**WHAT THE EXERCISE ASKS**: The stretch wanted below opens at the line containing "of one call." and closes at the line containing "let result = add_months(NaiveDateTime::MAX, 1);". Please return it exactly, with no other lines.

**PROVIDED ENTRIES**:
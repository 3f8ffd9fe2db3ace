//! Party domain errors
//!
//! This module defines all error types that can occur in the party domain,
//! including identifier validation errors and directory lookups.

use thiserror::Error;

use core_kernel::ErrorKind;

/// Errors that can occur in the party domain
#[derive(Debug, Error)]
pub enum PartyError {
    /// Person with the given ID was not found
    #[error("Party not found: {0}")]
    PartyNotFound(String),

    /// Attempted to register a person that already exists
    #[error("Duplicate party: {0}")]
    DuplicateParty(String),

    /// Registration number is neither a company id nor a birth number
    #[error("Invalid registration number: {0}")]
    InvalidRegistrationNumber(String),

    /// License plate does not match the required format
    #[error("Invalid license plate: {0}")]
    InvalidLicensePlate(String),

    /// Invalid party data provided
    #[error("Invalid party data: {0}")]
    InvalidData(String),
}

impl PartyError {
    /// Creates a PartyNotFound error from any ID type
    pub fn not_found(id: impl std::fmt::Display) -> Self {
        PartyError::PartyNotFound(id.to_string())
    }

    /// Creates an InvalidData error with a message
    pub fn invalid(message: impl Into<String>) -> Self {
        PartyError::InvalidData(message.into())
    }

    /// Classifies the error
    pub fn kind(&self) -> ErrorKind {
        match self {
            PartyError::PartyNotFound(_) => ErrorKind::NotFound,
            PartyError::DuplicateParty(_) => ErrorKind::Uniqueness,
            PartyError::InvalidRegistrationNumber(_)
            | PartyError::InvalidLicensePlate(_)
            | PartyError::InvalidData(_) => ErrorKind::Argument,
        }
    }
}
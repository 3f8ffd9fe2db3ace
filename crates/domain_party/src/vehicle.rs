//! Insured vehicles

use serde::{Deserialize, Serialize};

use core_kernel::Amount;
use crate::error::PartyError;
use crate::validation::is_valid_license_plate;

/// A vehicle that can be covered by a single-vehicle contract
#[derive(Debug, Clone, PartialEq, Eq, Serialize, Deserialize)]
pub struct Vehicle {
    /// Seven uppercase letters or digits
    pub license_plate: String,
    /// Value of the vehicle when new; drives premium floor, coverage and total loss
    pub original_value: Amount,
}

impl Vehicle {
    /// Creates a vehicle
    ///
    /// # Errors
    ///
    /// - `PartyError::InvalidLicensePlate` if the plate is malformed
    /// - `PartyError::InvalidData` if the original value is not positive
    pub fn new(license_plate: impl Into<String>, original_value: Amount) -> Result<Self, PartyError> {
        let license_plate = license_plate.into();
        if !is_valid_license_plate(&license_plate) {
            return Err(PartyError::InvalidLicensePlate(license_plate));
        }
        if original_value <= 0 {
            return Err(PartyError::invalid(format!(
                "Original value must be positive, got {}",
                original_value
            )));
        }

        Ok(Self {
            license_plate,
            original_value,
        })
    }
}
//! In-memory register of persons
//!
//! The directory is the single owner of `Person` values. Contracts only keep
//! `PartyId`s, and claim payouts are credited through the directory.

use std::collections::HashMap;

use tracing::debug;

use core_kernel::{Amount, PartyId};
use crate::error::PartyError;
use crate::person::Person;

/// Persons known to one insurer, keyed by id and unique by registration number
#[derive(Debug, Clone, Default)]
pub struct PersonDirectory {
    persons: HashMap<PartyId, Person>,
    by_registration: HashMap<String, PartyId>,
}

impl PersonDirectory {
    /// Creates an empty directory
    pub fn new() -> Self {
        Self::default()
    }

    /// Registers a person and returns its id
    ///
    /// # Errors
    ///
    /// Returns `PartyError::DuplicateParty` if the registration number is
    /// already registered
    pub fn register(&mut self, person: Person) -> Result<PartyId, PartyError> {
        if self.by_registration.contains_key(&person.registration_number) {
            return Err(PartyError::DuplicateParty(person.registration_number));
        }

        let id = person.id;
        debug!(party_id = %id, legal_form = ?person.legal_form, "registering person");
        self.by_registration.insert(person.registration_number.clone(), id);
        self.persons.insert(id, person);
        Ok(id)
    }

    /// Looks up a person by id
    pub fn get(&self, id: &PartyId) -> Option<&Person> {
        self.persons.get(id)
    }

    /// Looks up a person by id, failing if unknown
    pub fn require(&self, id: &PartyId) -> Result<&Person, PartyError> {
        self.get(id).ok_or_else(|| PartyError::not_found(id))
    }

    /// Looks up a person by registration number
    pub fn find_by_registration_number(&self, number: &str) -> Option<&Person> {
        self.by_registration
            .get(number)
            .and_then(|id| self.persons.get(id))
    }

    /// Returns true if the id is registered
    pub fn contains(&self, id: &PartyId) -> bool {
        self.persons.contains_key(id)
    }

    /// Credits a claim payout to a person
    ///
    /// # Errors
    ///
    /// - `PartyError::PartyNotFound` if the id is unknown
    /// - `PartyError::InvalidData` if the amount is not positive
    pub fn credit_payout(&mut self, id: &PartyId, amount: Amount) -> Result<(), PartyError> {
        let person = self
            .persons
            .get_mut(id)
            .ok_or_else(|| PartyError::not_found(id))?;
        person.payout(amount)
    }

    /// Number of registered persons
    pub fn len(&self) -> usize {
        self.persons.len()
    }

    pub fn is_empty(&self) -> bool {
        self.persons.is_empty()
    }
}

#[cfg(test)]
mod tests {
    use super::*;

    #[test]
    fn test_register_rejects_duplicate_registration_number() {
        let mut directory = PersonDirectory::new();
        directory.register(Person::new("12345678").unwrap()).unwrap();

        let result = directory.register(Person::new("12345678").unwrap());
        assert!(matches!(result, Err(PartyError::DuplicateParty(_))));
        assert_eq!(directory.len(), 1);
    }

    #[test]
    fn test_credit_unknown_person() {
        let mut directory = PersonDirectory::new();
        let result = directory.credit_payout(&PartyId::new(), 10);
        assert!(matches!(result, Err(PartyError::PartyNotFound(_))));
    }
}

---

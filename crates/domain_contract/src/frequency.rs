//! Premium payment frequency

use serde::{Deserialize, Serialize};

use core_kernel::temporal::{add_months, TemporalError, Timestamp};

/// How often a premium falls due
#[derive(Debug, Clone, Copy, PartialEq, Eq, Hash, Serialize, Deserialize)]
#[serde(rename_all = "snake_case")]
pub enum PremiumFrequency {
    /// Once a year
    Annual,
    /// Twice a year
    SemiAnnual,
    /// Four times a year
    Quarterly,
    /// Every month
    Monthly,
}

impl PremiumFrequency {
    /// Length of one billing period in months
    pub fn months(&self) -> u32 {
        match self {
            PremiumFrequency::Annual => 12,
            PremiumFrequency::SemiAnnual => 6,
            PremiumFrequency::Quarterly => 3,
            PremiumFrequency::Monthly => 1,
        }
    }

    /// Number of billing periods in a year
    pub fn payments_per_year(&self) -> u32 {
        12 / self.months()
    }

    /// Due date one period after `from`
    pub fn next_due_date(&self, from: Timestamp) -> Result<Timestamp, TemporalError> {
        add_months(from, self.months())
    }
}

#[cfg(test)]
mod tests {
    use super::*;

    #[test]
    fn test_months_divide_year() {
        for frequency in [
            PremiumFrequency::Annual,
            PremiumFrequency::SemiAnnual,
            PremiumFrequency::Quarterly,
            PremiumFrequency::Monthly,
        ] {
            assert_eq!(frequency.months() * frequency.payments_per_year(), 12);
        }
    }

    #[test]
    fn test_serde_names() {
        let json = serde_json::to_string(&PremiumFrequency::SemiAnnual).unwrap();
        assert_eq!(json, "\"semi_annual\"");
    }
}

==

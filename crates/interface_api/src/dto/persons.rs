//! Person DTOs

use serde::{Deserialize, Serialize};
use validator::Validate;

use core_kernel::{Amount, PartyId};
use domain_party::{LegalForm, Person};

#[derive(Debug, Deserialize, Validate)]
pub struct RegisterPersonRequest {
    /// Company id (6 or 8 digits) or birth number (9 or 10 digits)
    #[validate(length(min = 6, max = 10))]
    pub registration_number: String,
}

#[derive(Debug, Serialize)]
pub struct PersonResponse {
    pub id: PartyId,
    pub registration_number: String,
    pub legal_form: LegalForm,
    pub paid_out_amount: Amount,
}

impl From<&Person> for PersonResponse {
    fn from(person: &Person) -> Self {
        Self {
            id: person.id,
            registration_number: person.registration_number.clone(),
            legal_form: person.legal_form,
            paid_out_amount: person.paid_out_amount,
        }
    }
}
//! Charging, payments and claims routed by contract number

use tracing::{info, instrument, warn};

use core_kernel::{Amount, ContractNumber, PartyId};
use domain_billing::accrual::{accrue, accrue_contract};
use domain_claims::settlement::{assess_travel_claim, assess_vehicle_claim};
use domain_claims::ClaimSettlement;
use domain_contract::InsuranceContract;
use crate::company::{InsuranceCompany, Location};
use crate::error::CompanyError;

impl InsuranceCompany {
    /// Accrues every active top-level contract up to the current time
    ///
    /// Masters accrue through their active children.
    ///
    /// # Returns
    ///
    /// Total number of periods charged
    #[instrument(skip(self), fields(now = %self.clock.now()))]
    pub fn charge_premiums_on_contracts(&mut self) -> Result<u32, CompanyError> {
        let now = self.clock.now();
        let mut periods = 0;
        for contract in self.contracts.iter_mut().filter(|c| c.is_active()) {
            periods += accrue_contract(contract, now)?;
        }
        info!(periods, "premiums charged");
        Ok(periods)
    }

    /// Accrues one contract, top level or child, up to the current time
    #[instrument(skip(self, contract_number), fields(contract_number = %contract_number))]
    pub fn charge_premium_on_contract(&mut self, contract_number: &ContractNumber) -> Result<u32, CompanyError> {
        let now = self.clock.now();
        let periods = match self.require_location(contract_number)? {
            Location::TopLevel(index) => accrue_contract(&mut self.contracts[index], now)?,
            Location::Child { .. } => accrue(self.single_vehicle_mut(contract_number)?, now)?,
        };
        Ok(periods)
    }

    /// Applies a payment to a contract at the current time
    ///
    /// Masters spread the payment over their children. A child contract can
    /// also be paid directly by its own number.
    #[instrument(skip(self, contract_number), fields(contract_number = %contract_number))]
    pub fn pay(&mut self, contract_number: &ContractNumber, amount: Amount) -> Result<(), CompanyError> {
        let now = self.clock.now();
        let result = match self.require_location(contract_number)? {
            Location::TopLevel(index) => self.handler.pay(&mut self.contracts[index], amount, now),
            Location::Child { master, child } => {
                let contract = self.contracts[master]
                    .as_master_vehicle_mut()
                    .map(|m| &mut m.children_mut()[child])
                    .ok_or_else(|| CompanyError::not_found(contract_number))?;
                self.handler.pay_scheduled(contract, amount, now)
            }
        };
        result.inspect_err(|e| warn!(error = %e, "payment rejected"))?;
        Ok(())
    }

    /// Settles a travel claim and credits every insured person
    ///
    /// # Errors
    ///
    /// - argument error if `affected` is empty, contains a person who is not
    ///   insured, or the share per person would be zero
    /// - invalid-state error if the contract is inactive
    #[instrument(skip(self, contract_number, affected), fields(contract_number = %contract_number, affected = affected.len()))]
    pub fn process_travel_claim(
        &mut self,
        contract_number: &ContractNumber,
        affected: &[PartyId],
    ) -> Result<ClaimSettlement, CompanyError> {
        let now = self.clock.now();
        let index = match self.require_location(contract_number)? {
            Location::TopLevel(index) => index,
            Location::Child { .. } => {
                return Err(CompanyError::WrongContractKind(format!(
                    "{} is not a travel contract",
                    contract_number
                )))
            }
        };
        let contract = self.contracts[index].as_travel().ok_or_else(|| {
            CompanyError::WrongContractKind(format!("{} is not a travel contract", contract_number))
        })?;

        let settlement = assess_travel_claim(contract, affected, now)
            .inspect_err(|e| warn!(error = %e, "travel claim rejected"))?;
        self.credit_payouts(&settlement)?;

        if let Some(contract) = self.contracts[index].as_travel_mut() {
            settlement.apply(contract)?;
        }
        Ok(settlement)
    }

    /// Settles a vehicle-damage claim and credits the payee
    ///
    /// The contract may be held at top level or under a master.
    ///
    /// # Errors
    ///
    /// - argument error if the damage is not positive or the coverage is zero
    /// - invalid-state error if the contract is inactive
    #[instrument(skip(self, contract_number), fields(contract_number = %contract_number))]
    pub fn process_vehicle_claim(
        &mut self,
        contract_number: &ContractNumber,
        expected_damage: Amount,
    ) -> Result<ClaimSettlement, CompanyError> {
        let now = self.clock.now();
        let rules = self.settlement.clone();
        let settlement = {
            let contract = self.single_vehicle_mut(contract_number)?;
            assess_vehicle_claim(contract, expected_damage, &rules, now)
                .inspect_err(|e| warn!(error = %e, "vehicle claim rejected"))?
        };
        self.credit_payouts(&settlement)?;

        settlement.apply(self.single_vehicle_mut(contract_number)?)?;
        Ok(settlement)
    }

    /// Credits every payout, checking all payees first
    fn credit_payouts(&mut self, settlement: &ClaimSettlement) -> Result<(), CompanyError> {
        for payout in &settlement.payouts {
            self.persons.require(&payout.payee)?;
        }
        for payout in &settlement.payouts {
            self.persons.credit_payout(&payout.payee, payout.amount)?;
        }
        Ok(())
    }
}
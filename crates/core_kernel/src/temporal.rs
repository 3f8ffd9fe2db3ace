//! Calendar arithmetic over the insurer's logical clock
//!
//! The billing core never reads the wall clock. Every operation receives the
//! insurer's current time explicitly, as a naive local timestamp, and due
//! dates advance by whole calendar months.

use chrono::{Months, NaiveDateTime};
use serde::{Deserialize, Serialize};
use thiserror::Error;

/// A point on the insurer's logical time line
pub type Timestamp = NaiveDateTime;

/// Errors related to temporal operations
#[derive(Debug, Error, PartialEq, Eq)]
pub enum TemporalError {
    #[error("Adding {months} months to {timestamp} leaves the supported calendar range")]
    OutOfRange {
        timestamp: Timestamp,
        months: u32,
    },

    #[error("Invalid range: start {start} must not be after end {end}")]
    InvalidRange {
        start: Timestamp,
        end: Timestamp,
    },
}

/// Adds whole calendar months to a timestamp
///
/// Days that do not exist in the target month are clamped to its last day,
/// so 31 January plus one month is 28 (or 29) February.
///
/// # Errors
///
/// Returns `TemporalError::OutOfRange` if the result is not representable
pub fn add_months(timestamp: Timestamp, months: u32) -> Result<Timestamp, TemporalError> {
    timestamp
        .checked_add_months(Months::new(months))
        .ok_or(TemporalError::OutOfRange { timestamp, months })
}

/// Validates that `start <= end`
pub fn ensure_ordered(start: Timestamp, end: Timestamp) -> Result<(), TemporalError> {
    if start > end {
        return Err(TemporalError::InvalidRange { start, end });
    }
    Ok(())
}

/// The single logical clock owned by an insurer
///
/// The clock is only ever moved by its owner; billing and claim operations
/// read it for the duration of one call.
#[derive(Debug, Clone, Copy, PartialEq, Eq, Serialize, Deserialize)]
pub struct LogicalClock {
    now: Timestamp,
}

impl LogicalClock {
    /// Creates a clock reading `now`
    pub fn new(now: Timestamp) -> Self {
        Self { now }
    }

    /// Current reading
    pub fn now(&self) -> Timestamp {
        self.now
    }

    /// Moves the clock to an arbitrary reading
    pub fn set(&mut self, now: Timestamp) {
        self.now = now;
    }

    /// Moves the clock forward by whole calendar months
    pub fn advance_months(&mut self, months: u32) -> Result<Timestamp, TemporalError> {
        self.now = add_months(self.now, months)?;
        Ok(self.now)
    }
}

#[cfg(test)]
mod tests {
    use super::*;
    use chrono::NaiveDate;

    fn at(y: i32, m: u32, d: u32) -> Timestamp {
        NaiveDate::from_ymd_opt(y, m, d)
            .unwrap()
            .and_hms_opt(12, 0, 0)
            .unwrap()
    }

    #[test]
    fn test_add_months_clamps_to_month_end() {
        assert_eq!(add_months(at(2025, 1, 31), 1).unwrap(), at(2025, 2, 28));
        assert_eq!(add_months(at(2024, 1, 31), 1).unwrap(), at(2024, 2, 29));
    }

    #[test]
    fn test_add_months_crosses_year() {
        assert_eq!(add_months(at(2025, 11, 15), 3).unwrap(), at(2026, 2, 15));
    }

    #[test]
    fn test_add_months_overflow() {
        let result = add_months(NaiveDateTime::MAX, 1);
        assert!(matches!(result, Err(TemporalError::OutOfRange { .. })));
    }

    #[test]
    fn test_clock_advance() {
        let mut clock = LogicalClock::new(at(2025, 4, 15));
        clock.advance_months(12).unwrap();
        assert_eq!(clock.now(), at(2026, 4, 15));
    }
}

**ANSWER**:
/// read it for the duration of one call.
#[derive(Debug, Clone, Copy, PartialEq, Eq, Serialize, Deserialize)]
pub struct LogicalClock {
    now: Timestamp,
}

impl LogicalClock {
    /// Creates a clock reading `now`
    pub fn new(now: Timestamp) -> Self {
        Self { now }
    }

    /// Current reading
    pub fn now(&self) -> Timestamp {
        self.now
    }

    /// Moves the clock to an arbitrary reading
    pub fn set(&mut self, now: Timestamp) {
        self.now = now;
    }

    /// Moves the clock forward by whole calendar months
    pub fn advance_months(&mut self, months: u32) -> Result<Timestamp, TemporalError> {
        self.now = add_months(self.now, months)?;
        Ok(self.now)
    }
}

#[cfg(test)]
mod tests {
    use super::*;
    use chrono::NaiveDate;

    fn at(y: i32, m: u32, d: u32) -> Timestamp {
        NaiveDate::from_ymd_opt(y, m, d)
            .unwrap()
            .and_hms_opt(12, 0, 0)
            .unwrap()
    }

    #[test]
    fn test_add_months_clamps_to_month_end() {
        assert_eq!(add_months(at(2025, 1, 31), 1).unwrap(), at(2025, 2, 28));
        assert_eq!(add_months(at(2024, 1, 31), 1).unwrap(), at(2024, 2, 29));
    }

    #[test]
    fn test_add_months_crosses_year() {
        assert_eq!(add_months(at(2025, 11, 15), 3).unwrap(), at(2026, 2, 15));
    }

    #[test]
    fn test_add_months_overflow() {
        let result = add_months(NaiveDateTime::MAX, 1);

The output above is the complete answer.